She said in her gentle, earnest way: "Louis Malcourt is so very strange. He has treated Virginia dreadfully; they were engaged—they must have been or she could not have gone all to pieces the way she has.... I cannot understand it, Jim—"

"What's Louis coming here for?"

"Mr. Portlaw begged him to come—"

"What for? Oh, well, I guess I can answer that for myself; it's to save Portlaw some trouble or other—"

"You are very hard on people—very intolerant, sometimes—"

"I have no illusions concerning the unselfishness of Billy Portlaw. Look at him tagging after the doctors and bawling for pills!—with Garry lying there! He hustled him into a cottage, too—"

"He was quite right, Jim, Garry is better off—"

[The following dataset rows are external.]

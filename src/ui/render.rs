use crate::ui::app::App;
use crate::ui::fetch::FetchView;
use crate::ui::footer::Footer;
use crate::ui::header::Header;
use crate::ui::layout::{layout_regions, padded, vertical_center};
use crate::ui::theme::{ACCENT, HEADER_TEXT, LABEL_TEXT, STATUS_ERROR, STATUS_IDLE, VALUE_TEXT};
use ratatui::layout::{Alignment, Rect};
use ratatui::style::{Modifier, Style};
use ratatui::text::{Line, Span};
use ratatui::widgets::{Block, Borders, Clear, Paragraph, Wrap};
use ratatui::Frame;

pub fn draw(frame: &mut Frame<'_>, app: &App) {
    let area = frame.area();
    let (header, body, footer) = layout_regions(area);

    let header_widget = Header::new();
    frame.render_widget(
        header_widget.widget(app.fetch_state().status(), app.resource_label()),
        header,
    );

    frame.render_widget(Clear, body);
    draw_body(frame, app, body);

    let footer_widget = Footer::new();
    frame.render_widget(footer_widget.widget(footer, app.can_fetch()), footer);
}

fn draw_body(frame: &mut Frame<'_>, app: &App, body: Rect) {
    let inner = padded(body, 1);
    if inner.width == 0 || inner.height == 0 {
        return;
    }

    match app.view() {
        FetchView::Initial { can_fetch } => {
            let lines = if can_fetch {
                vec![
                    Line::from(Span::styled(
                        "[ Fetch ]",
                        Style::default().fg(ACCENT).add_modifier(Modifier::BOLD),
                    )),
                    Line::from(""),
                    Line::from(Span::styled(
                        "Press Enter to fetch the post.",
                        Style::default().fg(STATUS_IDLE),
                    )),
                ]
            } else {
                vec![Line::from(Span::styled(
                    "Starting...",
                    Style::default().fg(STATUS_IDLE),
                ))]
            };
            centered_message(frame, inner, lines);
        }
        FetchView::Progress => {
            let line = Line::from(vec![
                Span::styled(app.spinner(), Style::default().fg(ACCENT)),
                Span::styled(" Loading...", Style::default().fg(HEADER_TEXT)),
            ]);
            centered_message(frame, inner, vec![line]);
        }
        view @ (FetchView::Error(_) | FetchView::DataUnavailable) => {
            let line = Line::from(Span::styled(
                view.headline(),
                Style::default().fg(STATUS_ERROR),
            ));
            centered_message(frame, inner, vec![line]);
        }
        view @ FetchView::Fields(_) => {
            let mut lines = Vec::new();
            for (label, value) in view.field_rows() {
                lines.push(Line::from(Span::styled(
                    label,
                    Style::default().fg(LABEL_TEXT).add_modifier(Modifier::BOLD),
                )));
                lines.push(Line::from(Span::styled(
                    value,
                    Style::default().fg(VALUE_TEXT),
                )));
                lines.push(Line::from(""));
            }
            let details = Paragraph::new(lines)
                .wrap(Wrap { trim: false })
                .block(Block::default().borders(Borders::NONE));
            frame.render_widget(details, inner);
        }
    }
}

fn centered_message(frame: &mut Frame<'_>, area: Rect, lines: Vec<Line<'static>>) {
    let width = usize::from(area.width.max(1));
    let rows: usize = lines
        .iter()
        .map(|line| line.width().div_ceil(width).max(1))
        .sum();
    let strip = vertical_center(area, u16::try_from(rows).unwrap_or(u16::MAX));
    let widget = Paragraph::new(lines)
        .alignment(Alignment::Center)
        .wrap(Wrap { trim: true });
    frame.render_widget(widget, strip);
}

"So's William. Don't tell me, Constance; he's always been the same; he never really cared for anybody in all his life except Louis Malcourt. But it's a jolly, fat, good-humoured beast, and excellent company aboard the Ariani!" ... He was silent a moment, then his voice deepened to a clear, gentle tone, almost tender: "You've been rained on enough, now; come in by the fire and I'll bring you the latest news from Garry."

But when he returned to the fire where Constance and Portlaw sat in silence, the report he brought was only negative. A third doctor from Albany arrived at nightfall and left an hour later. He was non-committal and in a hurry, and very, very famous.